# Problem
Filter the entries for the string "this". Copy each line that has it.

# Listed records
━━━━
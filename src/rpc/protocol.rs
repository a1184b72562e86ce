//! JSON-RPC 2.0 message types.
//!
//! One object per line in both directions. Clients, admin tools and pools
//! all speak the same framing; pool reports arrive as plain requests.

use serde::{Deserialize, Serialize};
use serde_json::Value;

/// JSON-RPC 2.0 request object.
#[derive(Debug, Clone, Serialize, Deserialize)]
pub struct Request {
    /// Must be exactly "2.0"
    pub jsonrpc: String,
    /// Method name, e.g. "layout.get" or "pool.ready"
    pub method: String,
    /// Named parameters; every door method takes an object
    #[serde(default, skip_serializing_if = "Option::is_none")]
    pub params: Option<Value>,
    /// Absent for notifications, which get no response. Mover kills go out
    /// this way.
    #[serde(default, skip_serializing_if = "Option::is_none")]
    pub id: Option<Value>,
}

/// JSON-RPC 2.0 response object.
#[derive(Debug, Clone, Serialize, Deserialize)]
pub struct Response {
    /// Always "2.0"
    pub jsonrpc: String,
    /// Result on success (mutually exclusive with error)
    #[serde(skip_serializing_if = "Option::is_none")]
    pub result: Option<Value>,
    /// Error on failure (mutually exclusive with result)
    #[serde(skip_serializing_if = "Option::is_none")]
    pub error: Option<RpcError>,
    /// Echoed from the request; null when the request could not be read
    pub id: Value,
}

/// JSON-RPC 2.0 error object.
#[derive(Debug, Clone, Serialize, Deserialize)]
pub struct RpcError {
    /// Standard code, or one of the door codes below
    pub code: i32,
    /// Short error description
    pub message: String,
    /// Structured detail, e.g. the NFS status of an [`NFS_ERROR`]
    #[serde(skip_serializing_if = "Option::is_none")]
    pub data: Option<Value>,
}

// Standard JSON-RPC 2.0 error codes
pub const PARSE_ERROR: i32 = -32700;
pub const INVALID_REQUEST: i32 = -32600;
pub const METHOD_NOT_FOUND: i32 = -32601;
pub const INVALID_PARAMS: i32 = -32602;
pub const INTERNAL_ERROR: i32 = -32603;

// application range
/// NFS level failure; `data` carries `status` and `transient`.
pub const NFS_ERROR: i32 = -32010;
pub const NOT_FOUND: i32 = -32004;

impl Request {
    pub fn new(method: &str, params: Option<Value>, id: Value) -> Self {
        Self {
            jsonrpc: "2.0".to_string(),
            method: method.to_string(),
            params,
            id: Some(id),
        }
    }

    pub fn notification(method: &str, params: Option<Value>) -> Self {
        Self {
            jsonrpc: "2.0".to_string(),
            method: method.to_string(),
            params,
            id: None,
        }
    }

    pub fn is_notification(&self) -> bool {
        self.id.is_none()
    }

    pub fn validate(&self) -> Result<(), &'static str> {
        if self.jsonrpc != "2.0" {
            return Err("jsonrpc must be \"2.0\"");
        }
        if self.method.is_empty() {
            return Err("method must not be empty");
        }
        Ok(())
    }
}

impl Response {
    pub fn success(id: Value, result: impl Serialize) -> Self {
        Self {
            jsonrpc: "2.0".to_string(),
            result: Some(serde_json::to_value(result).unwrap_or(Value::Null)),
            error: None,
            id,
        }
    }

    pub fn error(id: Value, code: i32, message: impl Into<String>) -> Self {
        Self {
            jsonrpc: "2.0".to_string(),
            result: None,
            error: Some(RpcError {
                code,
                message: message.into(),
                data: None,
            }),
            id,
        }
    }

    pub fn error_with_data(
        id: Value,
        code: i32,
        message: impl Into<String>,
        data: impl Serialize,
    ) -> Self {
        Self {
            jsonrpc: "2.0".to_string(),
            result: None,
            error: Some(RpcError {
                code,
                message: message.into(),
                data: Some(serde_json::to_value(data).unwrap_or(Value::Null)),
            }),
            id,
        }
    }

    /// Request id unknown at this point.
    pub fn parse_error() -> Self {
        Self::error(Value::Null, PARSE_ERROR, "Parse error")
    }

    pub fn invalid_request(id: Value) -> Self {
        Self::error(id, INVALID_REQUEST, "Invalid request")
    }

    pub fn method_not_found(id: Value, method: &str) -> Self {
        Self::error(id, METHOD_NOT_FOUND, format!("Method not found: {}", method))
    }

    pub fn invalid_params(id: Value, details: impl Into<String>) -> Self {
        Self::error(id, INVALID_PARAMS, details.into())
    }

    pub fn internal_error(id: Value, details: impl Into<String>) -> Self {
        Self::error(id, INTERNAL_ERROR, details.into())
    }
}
━━━━
# Solved problem
    /// this way.
    /// Request id unknown at this point.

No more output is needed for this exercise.